EXERCISE MATERIAL:

// ABOUTME: Replicator configuration built from CLI flags and environment variables
// ABOUTME: Validated once into an immutable ReplicatorConfig shared by all components

use anyhow::{bail, Context, Result};
use clap::{Args, ValueEnum};
use std::path::PathBuf;
use std::time::Duration;

/// Default region code stamped on every row (`cob`).
pub const DEFAULT_REGION_CODE: &str = "52";

/// How pages are written to the destination.
#[derive(Debug, Clone, Copy, ValueEnum, PartialEq, Eq, Default)]
pub enum LoadMode {
    /// Plain INSERT. A retried page may leave duplicates behind.
    #[default]
    Append,
    /// INSERT ... ON CONFLICT DO NOTHING over a unique
    /// (data, hora, teleatendente, fila) index.
    SkipDuplicates,
}

/// A host/port pair.
#[derive(Debug, Clone, PartialEq, Eq)]
pub struct Endpoint {
    pub host: String,
    pub port: u16,
}

impl std::fmt::Display for Endpoint {
    fn fmt(&self, f: &mut std::fmt::Formatter<'_>) -> std::fmt::Result {
        write!(f, "{}:{}", self.host, self.port)
    }
}

/// SSH jump host used to reach the source database.
#[derive(Clone, PartialEq, Eq)]
pub struct BastionConfig {
    pub endpoint: Endpoint,
    pub user: String,
    pub password: Option<String>,
}

impl std::fmt::Debug for BastionConfig {
    fn fmt(&self, f: &mut std::fmt::Formatter<'_>) -> std::fmt::Result {
        f.debug_struct("BastionConfig")
            .field("endpoint", &self.endpoint)
            .field("user", &self.user)
            .field("password", &self.password.as_ref().map(|_| "***"))
            .finish()
    }
}

/// Remote MySQL database holding the call records.
#[derive(Clone, PartialEq, Eq)]
pub struct SourceConfig {
    /// Database host/port as seen from the bastion
    pub endpoint: Endpoint,
    pub user: String,
    pub password: Option<String>,
    pub database: String,
    pub table: String,
}

impl std::fmt::Debug for SourceConfig {
    fn fmt(&self, f: &mut std::fmt::Formatter<'_>) -> std::fmt::Result {
        f.debug_struct("SourceConfig")
            .field("endpoint", &self.endpoint)
            .field("user", &self.user)
            .field("password", &self.password.as_ref().map(|_| "***"))
            .field("database", &self.database)
            .field("table", &self.table)
            .finish()
    }
}

/// Everything a sync cycle needs. Built once at startup and never mutated.
#[derive(Debug, Clone)]
pub struct ReplicatorConfig {
    /// SSH jump host; `None` connects to the source directly
    pub bastion: Option<BastionConfig>,
    pub source: SourceConfig,
    /// PostgreSQL connection string of the destination
    pub destination_url: String,
    /// Value written to the `cob` column
    pub region_code: String,
    /// Wait between the end of one cycle and the start of the next
    pub sync_interval: Duration,
    /// Rows per extracted page
    pub batch_size: usize,
    /// Deadline for the tunnel to start accepting connections
    pub tunnel_timeout: Duration,
    /// Upper bound on a single cycle, if any
    pub cycle_timeout: Option<Duration>,
    /// Persisted watermark file, if enabled
    pub checkpoint_path: Option<PathBuf>,
    pub load_mode: LoadMode,
}

/// Connection and tuning flags shared by every command.
///
/// Each flag falls back to the environment variable named in its `env`
/// attribute, so a `.env` file is enough to configure a deployment.
#[derive(Args, Debug, Clone)]
pub struct ReplicatorArgs {
    /// SSH bastion host (leave unset to reach the source directly)
    #[arg(long, env = "SSH_HOST")]
    pub ssh_host: Option<String>,
    /// SSH bastion port
    #[arg(long, env = "SSH_PORT", default_value_t = 22)]
    pub ssh_port: u16,
    /// SSH user on the bastion
    #[arg(long, env = "SSH_USER")]
    pub ssh_user: Option<String>,
    /// SSH password (uses sshpass); omit to rely on keys or an agent
    #[arg(long, env = "SSH_PASS", hide_env_values = true)]
    pub ssh_pass: Option<String>,
    /// Source MySQL host as seen from the bastion
    #[arg(long, env = "REMOTE_DB_HOST", default_value = "127.0.0.1")]
    pub remote_db_host: String,
    /// Source MySQL port
    #[arg(long, env = "REMOTE_DB_PORT", default_value_t = 3306)]
    pub remote_db_port: u16,
    /// Source MySQL user
    #[arg(long, env = "REMOTE_DB_USER")]
    pub remote_db_user: String,
    /// Source MySQL password
    #[arg(long, env = "REMOTE_DB_PASS", hide_env_values = true)]
    pub remote_db_pass: Option<String>,
    /// Source MySQL database name
    #[arg(long, env = "REMOTE_DB_NAME")]
    pub remote_db_name: String,
    /// Source table holding the call records
    #[arg(long, env = "SOURCE_TABLE", default_value = "meso_detalhe")]
    pub source_table: String,
    /// Destination PostgreSQL connection string
    #[arg(long, env = "LOCAL_DB_URL", hide_env_values = true)]
    pub local_db_url: String,
    /// Region code written to the cob column
    #[arg(long, env = "COB_ID", default_value = DEFAULT_REGION_CODE)]
    pub cob: String,
    /// Seconds to wait between sync cycles
    #[arg(long, env = "SYNC_INTERVAL_SECS", default_value_t = 120)]
    pub sync_interval: u64,
    /// Rows per extracted page
    #[arg(long, env = "BATCH_SIZE", default_value_t = 1000)]
    pub batch_size: usize,
    /// Seconds to wait for the SSH tunnel to come up
    #[arg(long, env = "TUNNEL_TIMEOUT_SECS", default_value_t = 30)]
    pub tunnel_timeout: u64,
    /// Abort a sync cycle that runs longer than this many seconds
    #[arg(long, env = "CYCLE_TIMEOUT_SECS")]
    pub cycle_timeout: Option<u64>,
    /// Persist the watermark to this JSON file between cycles
    #[arg(long, env = "CHECKPOINT_FILE")]
    pub checkpoint_file: Option<PathBuf>,
    /// How pages are written to the destination
    #[arg(long, env = "LOAD_MODE", value_enum, default_value = "append")]
    pub load_mode: LoadMode,
}

impl ReplicatorArgs {
    /// Validate the flags and freeze them into a [`ReplicatorConfig`].
    pub fn into_config(self) -> Result<ReplicatorConfig> {
        if self.batch_size == 0 {
            bail!("--batch-size must be greater than zero");
        }
        if self.cob.is_empty() || self.cob.chars().count() > 3 {
            bail!(
                "Region code '{}' must be 1 to 3 characters (cob is VARCHAR(3))",
                self.cob
            );
        }
        if self.source_table.trim().is_empty() {
            bail!("--source-table cannot be empty");
        }

        let bastion = match self.ssh_host {
            Some(host) if !host.trim().is_empty() => {
                let user = self
                    .ssh_user
                    .filter(|u| !u.is_empty())
                    .context("SSH_USER is required when SSH_HOST is set")?;
                Some(BastionConfig {
                    endpoint: Endpoint {
                        host,
                        port: self.ssh_port,
                    },
                    user,
                    password: self.ssh_pass.filter(|p| !p.is_empty()),
                })
            }
            _ => None,
        };

        Ok(ReplicatorConfig {
            bastion,
            source: SourceConfig {
                endpoint: Endpoint {
                    host: self.remote_db_host,
                    port: self.remote_db_port,
                },
                user: self.remote_db_user,
                password: self.remote_db_pass,
                database: self.remote_db_name,
                table: self.source_table,
            },
            destination_url: self.local_db_url,
            region_code: self.cob,
            sync_interval: Duration::from_secs(self.sync_interval),
            batch_size: self.batch_size,
            tunnel_timeout: Duration::from_secs(self.tunnel_timeout),
            cycle_timeout: self.cycle_timeout.map(Duration::from_secs),
            checkpoint_path: self.checkpoint_file,
            load_mode: self.load_mode,
        })
    }
}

WORK TASK:
From the line holding "the call records." to the line holding "Each flag falls", inclusive, restate each line above exactly as written.

ANSWER TO THE PROBLEM:
/// Remote MySQL database holding the call records.
#[derive(Clone, PartialEq, Eq)]
pub struct SourceConfig {
    /// Database host/port as seen from the bastion
    pub endpoint: Endpoint,
    pub user: String,
    pub password: Option<String>,
    pub database: String,
    pub table: String,
}

impl std::fmt::Debug for SourceConfig {
    fn fmt(&self, f: &mut std::fmt::Formatter<'_>) -> std::fmt::Result {
        f.debug_struct("SourceConfig")
            .field("endpoint", &self.endpoint)
            .field("user", &self.user)
            .field("password", &self.password.as_ref().map(|_| "***"))
            .field("database", &self.database)
            .field("table", &self.table)
            .finish()
    }
}

/// Everything a sync cycle needs. Built once at startup and never mutated.
#[derive(Debug, Clone)]
pub struct ReplicatorConfig {
    /// SSH jump host; `None` connects to the source directly
    pub bastion: Option<BastionConfig>,
    pub source: SourceConfig,
    /// PostgreSQL connection string of the destination
    pub destination_url: String,
    /// Value written to the `cob` column
    pub region_code: String,
    /// Wait between the end of one cycle and the start of the next
    pub sync_interval: Duration,
    /// Rows per extracted page
    pub batch_size: usize,
    /// Deadline for the tunnel to start accepting connections
    pub tunnel_timeout: Duration,
    /// Upper bound on a single cycle, if any
    pub cycle_timeout: Option<Duration>,
    /// Persisted watermark file, if enabled
    pub checkpoint_path: Option<PathBuf>,
    pub load_mode: LoadMode,
}

/// Connection and tuning flags shared by every command.
///
/// Each flag falls back to the environment variable named in its `env`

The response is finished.